Po dziesięciu latach od zwycięstwa w konkursie im. Fitelberga Eugene Tzigane znów stanie za pulpitem dyrygenckim przed śląskimi filharmonikami. W piątek pod jego batutą muzycy wykonają muzyczne arcydzieła: uwerturę-fantazję "Romeo i Julia" Piotra Czajkowskiego, słynne "Tańce połowieckie" z opery "Kniaź Igor" Aleksandra Borodina oraz I Symfonię D-dur Gustava Mahlera.
Dyrygent przyznał w rozmowie z PAP, że wszystkie te utwory bardzo lubi, a Mahler (1860-1911) jest kompozytorem, którego szczególnie ceni. "Mahler jest dla mnie bardzo ważnym kompozytorem również z tego powodu, że mogę się z nim identyfikować. Wszędzie, gdy był i żył, uważany był za człowieka z zewnątrz, za outsidera. W Austrii uważany był za Czecha, w świecie był Żydem. Ja też się tak czuję - w Japonii nie byłem uważany za prawdziwego Japończyka, ponieważ jestem nim +tylko+ w połowie. W Kalifornii było to prostsze, ale mimo wszystko, wciąż byłem tam +nowy+. A w Europie jestem Amerykaninem. Nie ma więc znaczenia, gdzie się pojawiam, wszędzie jestem +obcy+" – powiedział.

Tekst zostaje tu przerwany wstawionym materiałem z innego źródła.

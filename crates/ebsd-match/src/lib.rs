//! Facade crate for the `ebsd-match-*` workspace.
//!
//! Re-exports the geometry primitives and the matching engine under one
//! name, and ships the `ebsd-match` command-line tool (feature `cli`).
//!
//! ## Quickstart
//!
//! ```
//! use ebsd_match::core::{misorientation_deg, orientation_matrix, symmetry_group};
//!
//! # fn main() -> Result<(), Box<dyn std::error::Error>> {
//! let cubic = symmetry_group("cubic")?;
//! let a = orientation_matrix(0.0, 0.0, 0.0);
//! let b = orientation_matrix(std::f64::consts::FRAC_PI_2, 0.0, 0.0);
//! assert!(misorientation_deg(&a, &b, cubic.operators()) < 1e-6);
//! # Ok(())
//! # }
//! ```
//!
//! ## API map
//! - `ebsd_match::core`: Euler angles, symmetry groups, misorientation, grids.
//! - `ebsd_match::engine`: point sets, listings, matching, reports and I/O.
//!
//! ## Features
//! - `cli` (default): the `ebsd-match` binary.
//! - `rayon`: match targets of a phase in parallel.
//! - `tracing`: spans around the matching entry points and
//!   `core::init_tracing`.

pub use ebsd_match_core as core;
pub use ebsd_match_engine as engine;

pub use ebsd_match_core::{CrystalSystem, SymmetryGroup};
pub use ebsd_match_engine::{
    match_all, run_matching, Match, MatchError, MatchParams, MatchReport, MatchRunConfig,
    PhaseSymmetry,
};
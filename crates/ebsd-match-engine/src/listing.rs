//! Reference listing: which target-scan pixels are points of interest.

use log::warn;
use serde::{Deserialize, Serialize};

use crate::project::{ProjectDetails, ProjectDetailsError};
use crate::ListingError;

/// One parsed `name.tif,index` entry. `index` is 1-based.
#[derive(Clone, Debug, PartialEq, Eq, Serialize, Deserialize)]
pub struct ListingEntry {
    pub filename: String,
    pub index: usize,
}

/// Parse a `name.tif,index` line.
///
/// The split happens at the last comma, so file names may contain commas.
/// Surrounding whitespace is ignored.
pub fn parse_listing_entry(line: &str) -> Result<ListingEntry, ListingError> {
    let malformed = || ListingError::Malformed {
        line: line.to_string(),
    };
    let trimmed = line.trim();
    let (filename, index) = trimmed.rsplit_once(',').ok_or_else(malformed)?;

    let has_stem = filename.len() > ".tif".len();
    if !has_stem || !filename.ends_with(".tif") {
        return Err(malformed());
    }
    if index.is_empty() || !index.bytes().all(|b| b.is_ascii_digit()) {
        return Err(malformed());
    }
    let index = index.parse().map_err(|_| malformed())?;

    Ok(ListingEntry {
        filename: filename.to_string(),
        index,
    })
}

/// Raw listing lines plus the entry count the metadata declares.
#[derive(Clone, Debug, Default, PartialEq, Eq)]
pub struct ReferenceListing {
    lines: Vec<String>,
    declared_count: Option<usize>,
}

impl ReferenceListing {
    pub fn new<I, S>(lines: I) -> Self
    where
        I: IntoIterator<Item = S>,
        S: Into<String>,
    {
        Self {
            lines: lines.into_iter().map(Into::into).collect(),
            declared_count: None,
        }
    }

    pub fn with_declared_count(mut self, count: usize) -> Self {
        self.declared_count = Some(count);
        self
    }

    /// Listing read from the "Number of References" block of a project
    /// details sheet.
    pub fn from_project_details(details: &ProjectDetails) -> Result<Self, ProjectDetailsError> {
        let count = details.reference_count()?;
        let lines = details.reference_entries()?;
        if lines.len() != count {
            warn!(
                "project details declare {count} references but {} entries are present",
                lines.len()
            );
        }
        Ok(Self::new(lines).with_declared_count(count))
    }

    #[inline]
    pub fn lines(&self) -> &[String] {
        &self.lines
    }

    #[inline]
    pub fn declared_count(&self) -> Option<usize> {
        self.declared_count
    }

    pub fn len(&self) -> usize {
        self.lines.len()
    }

    pub fn is_empty(&self) -> bool {
        self.lines.is_empty()
    }
}
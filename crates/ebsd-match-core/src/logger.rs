//! Minimal stderr logger for matching runs.
//!
//! Prints `[elapsed LEVEL target] message`. Install it once at startup with
//! [`init_with_level`] or [`init_from_env`]; library code only uses the `log`
//! macros and never installs a logger itself. With feature `tracing`,
//! [`init_tracing`] installs a `tracing-subscriber` instead.

use std::io::Write;
use std::sync::OnceLock;
use std::time::Instant;

use log::{LevelFilter, Log, Metadata, Record};

#[cfg(feature = "tracing")]
use tracing_subscriber::fmt::format::FmtSpan;
#[cfg(feature = "tracing")]
use tracing_subscriber::util::SubscriberInitExt;
#[cfg(feature = "tracing")]
use tracing_subscriber::{fmt, EnvFilter};

struct RunLogger {
    level: LevelFilter,
    started: Instant,
}

impl Log for RunLogger {
    fn enabled(&self, metadata: &Metadata) -> bool {
        metadata.level() <= self.level
    }

    fn log(&self, record: &Record) {
        if !self.enabled(record.metadata()) {
            return;
        }

        let elapsed = self.started.elapsed().as_secs_f64();
        let target = record.target().rsplit("::").next().unwrap_or("");
        let mut stderr = std::io::stderr().lock();
        let _ = writeln!(
            stderr,
            "[{:8.3}s {:>5} {}] {}",
            elapsed,
            record.level(),
            target,
            record.args()
        );
    }

    fn flush(&self) {
        let _ = std::io::stderr().flush();
    }
}

static LOGGER: OnceLock<RunLogger> = OnceLock::new();

/// Install the run logger with the provided level filter.
///
/// Calling this more than once is a no-op after the first successful
/// initialization.
pub fn init_with_level(level: LevelFilter) -> Result<(), log::SetLoggerError> {
    if LOGGER.get().is_none() {
        let logger = LOGGER.get_or_init(|| RunLogger {
            level,
            started: Instant::now(),
        });
        log::set_logger(logger)?;
        log::set_max_level(level);
    }
    Ok(())
}

/// Install the run logger with a level read from environment variable `var`
/// (`error`, `warn`, `info`, `debug`, `trace`, `off`), falling back to
/// `default` when unset or unparsable.
pub fn init_from_env(var: &str, default: LevelFilter) -> Result<(), log::SetLoggerError> {
    let level = std::env::var(var)
        .ok()
        .and_then(|v| v.parse::<LevelFilter>().ok())
        .unwrap_or(default);
    init_with_level(level)
}

/// Environment variable the CLI reads its level (or `tracing` filter) from.
pub const LOG_ENV: &str = "EBSD_MATCH_LOG";

/// Install a `tracing` subscriber writing to stderr with span-close events.
///
/// An explicit `level` wins; otherwise the filter comes from [`LOG_ENV`] and
/// falls back to `info`. Returns `false` when a subscriber is already set.
#[cfg(feature = "tracing")]
pub fn init_tracing(level: Option<LevelFilter>, json: bool) -> bool {
    let filter = match level {
        Some(level) => EnvFilter::new(level.to_string().to_ascii_lowercase()),
        None => EnvFilter::try_from_env(LOG_ENV).unwrap_or_else(|_| EnvFilter::new("info")),
    };
    let builder = fmt()
        .with_env_filter(filter)
        .with_writer(std::io::stderr)
        .with_span_events(FmtSpan::CLOSE);
    let installed = if json {
        builder.json().flatten_event(true).finish().try_init()
    } else {
        builder
            .with_timer(fmt::time::Uptime::default())
            .finish()
            .try_init()
    };
    installed.is_ok()
}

Tzigane podkreślił, że bardzo cieszy się z ponownego przyjazdu do Katowic ze względu na sentyment. To wygrana przed dziesięciu laty sprawiła, że – jak mówił – rozpoczął życie profesjonalnego dyrygenta i to tam zaczęła się jego światowa kariera. Maestro dodał też, że przed piątkowym koncertem czuje się nieco zdenerwowany, ponieważ wie, jak wielkie oczekiwania ze strony filharmoników czy melomanów stawiane są wobec niego.
35-letni Eugene Tzigane jest synem Japonki i Amerykanina. Urodził się i dorastał w Japonii, później przeniósł się do USA. Rozpoczął studia dyrygenckie w nowojorskiej Juilliard School of Music. Studiował też w Sztokholmie. W 2007 r. triumfował w konkursie im. Fitelberga otrzymując Złotą Batutę i nagrodę specjalną Filharmonii Pomorskiej. Po tym zwycięstwie zdobył jeszcze drugie nagrody w dyrygenckich konkursach im. Lovro von Matacica (2007) i Georga Soltiego (2008).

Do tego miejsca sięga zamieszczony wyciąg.